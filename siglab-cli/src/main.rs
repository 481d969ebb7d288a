//! SigLab CLI — confluence scanning and bracket backtesting.
//!
//! Commands:
//! - `backtest` — run the full pipeline over CSV candle files and export
//!   per-symbol trade ledgers
//! - `scan` — print the signals a symbol batch produces, without simulating
//! - `run` — execute live polling cycles (dry-run prints decisions only)
//! - `memory` — inspect or clear the signal memory store

use std::path::PathBuf;

use anyhow::{bail, Context, Result};
use chrono::Utc;
use clap::{Parser, Subcommand};
use tracing::info;

use siglab_core::data::CandleProvider;
use siglab_core::memory::SignalMemory;
use siglab_runner::{
    run_and_export, CsvProvider, CycleOutcome, ExecutionError, Fill, LiveCycle, OrderRequest,
    RunConfig, SymbolOutcome, TradeExecutor,
};

#[derive(Parser)]
#[command(name = "siglab", about = "SigLab — confluence signal engine and bracket backtester")]
struct Cli {
    /// Path to a TOML run config. Defaults apply when omitted.
    #[arg(long, global = true)]
    config: Option<PathBuf>,

    #[command(subcommand)]
    command: Commands,
}

#[derive(Subcommand)]
enum Commands {
    /// Backtest every configured symbol and export trade ledgers.
    Backtest {
        /// Candle directory of `{symbol}_{timeframe}.csv` files.
        /// Overrides the configured path.
        #[arg(long)]
        data_dir: Option<PathBuf>,

        /// Ledger output directory. Overrides the configured path.
        #[arg(long)]
        output_dir: Option<PathBuf>,
    },
    /// Scan for signals and print them without simulating.
    Scan {
        /// Candle directory. Overrides the configured path.
        #[arg(long)]
        data_dir: Option<PathBuf>,

        /// Restrict the scan to one symbol.
        #[arg(long)]
        symbol: Option<String>,
    },
    /// Execute live polling cycles.
    Run {
        /// Candle directory. Overrides the configured path.
        #[arg(long)]
        data_dir: Option<PathBuf>,

        /// Take every decision but place nothing.
        #[arg(long, default_value_t = false)]
        dry_run: bool,

        /// Run a single cycle instead of looping.
        #[arg(long, default_value_t = false)]
        once: bool,
    },
    /// Signal memory store management.
    Memory {
        #[command(subcommand)]
        action: MemoryAction,
    },
}

#[derive(Subcommand)]
enum MemoryAction {
    /// Print every remembered signal.
    Show,
    /// Forget everything.
    Clear,
}

/// Placeholder executor: this build carries no broker bridge, so live
/// placement is only reachable behind `--dry-run`.
struct NoBroker;

impl TradeExecutor for NoBroker {
    fn place(&self, _request: &OrderRequest) -> Result<Fill, ExecutionError> {
        Err(ExecutionError::Unavailable(
            "no broker bridge configured".to_string(),
        ))
    }
}

fn main() -> Result<()> {
    tracing_subscriber::fmt()
        .with_env_filter(
            tracing_subscriber::EnvFilter::try_from_default_env()
                .unwrap_or_else(|_| tracing_subscriber::EnvFilter::new("info")),
        )
        .init();

    let cli = Cli::parse();
    let config = match &cli.config {
        Some(path) => RunConfig::from_file(path)
            .with_context(|| format!("loading config {}", path.display()))?,
        None => RunConfig::default(),
    };

    match cli.command {
        Commands::Backtest { data_dir, output_dir } => {
            cmd_backtest(config, data_dir, output_dir)
        }
        Commands::Scan { data_dir, symbol } => cmd_scan(config, data_dir, symbol),
        Commands::Run { data_dir, dry_run, once } => cmd_run(config, data_dir, dry_run, once),
        Commands::Memory { action } => cmd_memory(config, action),
    }
}

fn provider_for(config: &RunConfig, data_dir: Option<PathBuf>) -> CsvProvider {
    CsvProvider::new(data_dir.unwrap_or_else(|| config.paths.data_dir.clone()))
}

fn cmd_backtest(
    mut config: RunConfig,
    data_dir: Option<PathBuf>,
    output_dir: Option<PathBuf>,
) -> Result<()> {
    let provider = provider_for(&config, data_dir);
    if let Some(dir) = output_dir {
        config.paths.reports_dir = dir;
    }
    let outcomes = run_and_export(&provider, &config).context("backtest run failed")?;

    for outcome in &outcomes {
        match outcome {
            SymbolOutcome::Completed(report) => {
                let path = config
                    .paths
                    .reports_dir
                    .join(format!("{}_trades.csv", report.symbol));
                let s = &report.summary;
                println!(
                    "{:<10} signals {:>4}  trades {:>4}  win rate {:>5.1}%  pf {:>6.2}  net ${:>9.2}  -> {}",
                    report.symbol,
                    report.signal_count,
                    s.trade_count,
                    s.win_rate * 100.0,
                    s.profit_factor,
                    s.net_money,
                    path.display()
                );
            }
            SymbolOutcome::NoData { symbol, timeframe } => {
                println!("{symbol:<10} no {timeframe} data, skipped");
            }
        }
    }
    Ok(())
}

fn cmd_scan(mut config: RunConfig, data_dir: Option<PathBuf>, symbol: Option<String>) -> Result<()> {
    let provider = provider_for(&config, data_dir);
    if let Some(symbol) = symbol {
        config.symbols = vec![symbol];
    }
    for symbol in config.symbols.clone() {
        let counts = config.candles;
        let candles = siglab_core::confluence::SymbolCandles {
            symbol: symbol.clone(),
            d1: provider.candles(&symbol, siglab_core::domain::Timeframe::D1, counts.d1)?,
            h4: provider.candles(&symbol, siglab_core::domain::Timeframe::H4, counts.h4)?,
            h1: provider.candles(&symbol, siglab_core::domain::Timeframe::H1, counts.h1)?,
        };
        if let Some(timeframe) = candles.missing_timeframe() {
            println!("{symbol}: no {timeframe} data");
            continue;
        }
        let signals = siglab_core::confluence::generate_signals(&candles, &config.signal);
        if signals.is_empty() {
            println!("{symbol}: no signals");
            continue;
        }
        for signal in &signals {
            match signal.target_level {
                Some(target) => println!(
                    "{} {} {} @ {:.5} (target {:.5})",
                    signal.time, signal.symbol, signal.direction, signal.entry_price, target
                ),
                None => println!(
                    "{} {} {} @ {:.5}",
                    signal.time, signal.symbol, signal.direction, signal.entry_price
                ),
            }
        }
    }
    Ok(())
}

fn cmd_run(config: RunConfig, data_dir: Option<PathBuf>, dry_run: bool, once: bool) -> Result<()> {
    if !dry_run {
        bail!("no broker bridge is configured in this build; use --dry-run");
    }
    let provider = provider_for(&config, data_dir);
    let executor = NoBroker;
    let mut memory = SignalMemory::load(&config.paths.memory_file);

    loop {
        let report = LiveCycle::new(&provider, &executor, None, &mut memory, &config, dry_run)
            .run(Utc::now());
        if report.halted_for_weekend {
            println!("market closed (weekend), cycle halted");
        }
        for action in &report.actions {
            match &action.outcome {
                CycleOutcome::WouldPlace { request } => println!(
                    "{}: would place {} {:.2} lots (SL {:.5} / TP {:.5})",
                    action.symbol,
                    request.side.as_str(),
                    request.lot_size,
                    request.stop_loss,
                    request.take_profit
                ),
                CycleOutcome::Placed { request, fill } => println!(
                    "{}: placed {} {:.2} lots @ {:.5}, order {}",
                    action.symbol,
                    request.side.as_str(),
                    request.lot_size,
                    fill.price,
                    fill.order_id
                ),
                CycleOutcome::Skipped(reason) => {
                    println!("{}: skipped ({reason:?})", action.symbol)
                }
            }
        }
        if once {
            return Ok(());
        }
        info!(
            minutes = config.poll_interval_minutes,
            "sleeping until next cycle"
        );
        std::thread::sleep(std::time::Duration::from_secs(
            config.poll_interval_minutes * 60,
        ));
    }
}

fn cmd_memory(config: RunConfig, action: MemoryAction) -> Result<()> {
    let mut memory = SignalMemory::load(&config.paths.memory_file);
    match action {
        MemoryAction::Show => {
            if memory.is_empty() {
                println!("memory store is empty");
            }
            for (key, record) in memory.iter() {
                println!(
                    "{key}: signal {} (marked {})",
                    record.signal_time, record.marked_at
                );
            }
            Ok(())
        }
        MemoryAction::Clear => {
            let count = memory.len();
            memory.clear().context("clearing memory store")?;
            println!("cleared {count} record(s)");
            Ok(())
        }
    }
}
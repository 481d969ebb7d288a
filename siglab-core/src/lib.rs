//! SigLab Core — confluence signal detection and bracket-trade simulation.
//!
//! This crate contains the analysis engine:
//! - Domain types (candles, pip specs, signals, trades)
//! - Rolling-window indicators with explicit warmup semantics
//! - Candlestick pattern detectors (engulfing, star, double/triple reversals)
//! - Market structure detector (swing confirmation, MSS/CHoCH flags)
//! - Zone engine (Fibonacci retracement levels, clustered support/resistance)
//! - Confluence signal engine with pluggable scoring policy
//! - Bar-by-bar bracket simulator with fractional-risk sizing and loss cooldown
//! - Signal memory store for cross-cycle dedup

pub mod backtest;
pub mod confluence;
pub mod data;
pub mod domain;
pub mod indicators;
pub mod memory;
pub mod patterns;
pub mod structure;
pub mod zones;

#[cfg(test)]
mod tests {
    use super::*;

    /// Compile-time check: engine types are Send + Sync.
    ///
    /// The runner fans symbols out across a thread pool, so every type that
    /// crosses the scan boundary must be thread-safe. If any type fails this
    /// check, the build breaks immediately.
    #[allow(dead_code)]
    fn assert_send_sync() {
        fn require_send<T: Send>() {}
        fn require_sync<T: Sync>() {}

        // Domain types
        require_send::<domain::Candle>();
        require_sync::<domain::Candle>();
        require_send::<domain::Timeframe>();
        require_sync::<domain::Timeframe>();
        require_send::<domain::Direction>();
        require_sync::<domain::Direction>();
        require_send::<domain::Signal>();
        require_sync::<domain::Signal>();
        require_send::<domain::Trade>();
        require_sync::<domain::Trade>();
        require_send::<domain::PipSpec>();
        require_sync::<domain::PipSpec>();
        require_send::<domain::PipTable>();
        require_sync::<domain::PipTable>();

        // Detector outputs
        require_send::<structure::StructureMark>();
        require_sync::<structure::StructureMark>();
        require_send::<zones::Zone>();
        require_sync::<zones::Zone>();
        require_send::<zones::ZoneSet>();
        require_sync::<zones::ZoneSet>();
        require_send::<zones::FibLevels>();
        require_sync::<zones::FibLevels>();

        // Engine configuration and state
        require_send::<confluence::SignalConfig>();
        require_sync::<confluence::SignalConfig>();
        require_send::<confluence::ScoringPolicy>();
        require_sync::<confluence::ScoringPolicy>();
        require_send::<confluence::ConditionFlags>();
        require_sync::<confluence::ConditionFlags>();
        require_send::<backtest::AccountPolicy>();
        require_sync::<backtest::AccountPolicy>();
        require_send::<backtest::BracketParams>();
        require_sync::<backtest::BracketParams>();
        require_send::<backtest::CooldownState>();
        require_sync::<backtest::CooldownState>();

        // Memory store
        require_send::<memory::SignalMemory>();
        require_sync::<memory::SignalMemory>();
        require_send::<memory::MemoryRecord>();
        require_sync::<memory::MemoryRecord>();
    }
}
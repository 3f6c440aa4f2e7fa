//! Breadth-first search.

use mazewalk_core::Point;

use crate::frontier::Fifo;
use crate::traits::Pather;
use crate::traverse::{Mark, Traversal};

/// Breadth-first search: FIFO frontier, cells marked visited (and reported
/// through [`Sink::on_visited`](crate::Sink::on_visited)) when they are
/// enqueued. The path found is shortest in number of steps.
pub type Bfs<'a, P> = Traversal<'a, P, Fifo<Point>>;

impl<'a, P: Pather> Traversal<'a, P, Fifo<Point>> {
    /// Start a breadth-first search from `from` towards `to`.
    pub fn bfs(pather: &'a P, from: Point, to: Point) -> Self {
        Traversal::new(pather, from, to, Fifo::new(), Mark::OnPush)
    }
}

#[cfg(test)]
mod tests {
    use super::*;
    use crate::event::Trace;
    use crate::search::{Outcome, Search, Step};
    use mazewalk_core::Maze;

    #[test]
    fn open_3x3() {
        let m = Maze::parse("S..\n...\n..G").unwrap();
        let mut trace = Trace::new();
        let outcome = Bfs::bfs(&m, m.start(), m.goal()).run(&mut trace);
        let path = outcome.path().unwrap();
        assert_eq!(path.len(), 5);
        assert!(path.is_contiguous());
        assert_eq!(path.first(), Some(m.start()));
        assert_eq!(path.last(), Some(m.goal()));
        // North, south, west, east order: the first discoveries from (0,0)
        // are (1,0) then (0,1).
        let visited: Vec<_> = trace.visited().collect();
        assert_eq!(&visited[..2], &[Point::new(1, 0), Point::new(0, 1)]);
        assert_eq!(trace.path_steps().count(), 5);
    }

    #[test]
    fn discovery_order_and_path() {
        let m = Maze::parse("S.#\n..#\n#.G").unwrap();
        let mut trace = Trace::new();
        let outcome = Bfs::bfs(&m, m.start(), m.goal()).run(&mut trace);
        assert_eq!(
            trace.visited().collect::<Vec<_>>(),
            vec![
                Point::new(1, 0),
                Point::new(0, 1),
                Point::new(1, 1),
                Point::new(2, 1),
                Point::new(2, 2),
            ]
        );
        assert_eq!(
            outcome.path().unwrap().cells(),
            &[
                Point::new(0, 0),
                Point::new(1, 0),
                Point::new(1, 1),
                Point::new(2, 1),
                Point::new(2, 2),
            ]
        );
    }

    #[test]
    fn each_cell_visited_once() {
        let m = Maze::parse("S....\n.....\n.....\n....G").unwrap();
        let mut trace = Trace::new();
        Bfs::bfs(&m, m.start(), m.goal()).run(&mut trace);
        let mut seen = std::collections::HashSet::new();
        for p in trace.visited() {
            assert!(seen.insert(p), "{p} visited twice");
        }
    }

    #[test]
    fn not_found_when_walled_off() {
        let m = Maze::parse("S.#.\n..#G").unwrap();
        let mut bfs = Bfs::bfs(&m, m.start(), m.goal());
        let mut trace = Trace::new();
        assert_eq!(bfs.run(&mut trace), Outcome::NotFound);
        assert!(trace.visited().all(|p| p.col < 2));
        assert_eq!(bfs.visited().len(), 4);
    }

    #[test]
    fn step_is_one_round_and_sticky_when_done() {
        let m = Maze::parse("S.G").unwrap();
        let mut bfs = Bfs::bfs(&m, m.start(), m.goal());
        let mut trace = Trace::new();
        assert_eq!(bfs.step(&mut trace), Step::Pending);
        assert_eq!(trace.visited().collect::<Vec<_>>(), vec![Point::new(0, 1)]);
        assert_eq!(bfs.step(&mut trace), Step::Reached);
        assert_eq!(trace.path_steps().count(), 0);
        let first = bfs.complete(&mut trace).unwrap();
        assert_eq!(first.path().map(|p| p.len()), Some(3));
        let len = trace.len();
        assert_eq!(bfs.step(&mut trace), Step::Done(first));
        assert_eq!(trace.len(), len);
        assert_eq!(bfs.steps(), 2);
    }
}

□ □ □ □

Read through the entries, then copy every line where the string "counts" is found.

        let counts = config.candles;
            d1: provider.candles(&symbol, siglab_core::domain::Timeframe::D1, counts.d1)?,
            h4: provider.candles(&symbol, siglab_core::domain::Timeframe::H4, counts.h4)?,
            h1: provider.candles(&symbol, siglab_core::domain::Timeframe::H1, counts.h1)?,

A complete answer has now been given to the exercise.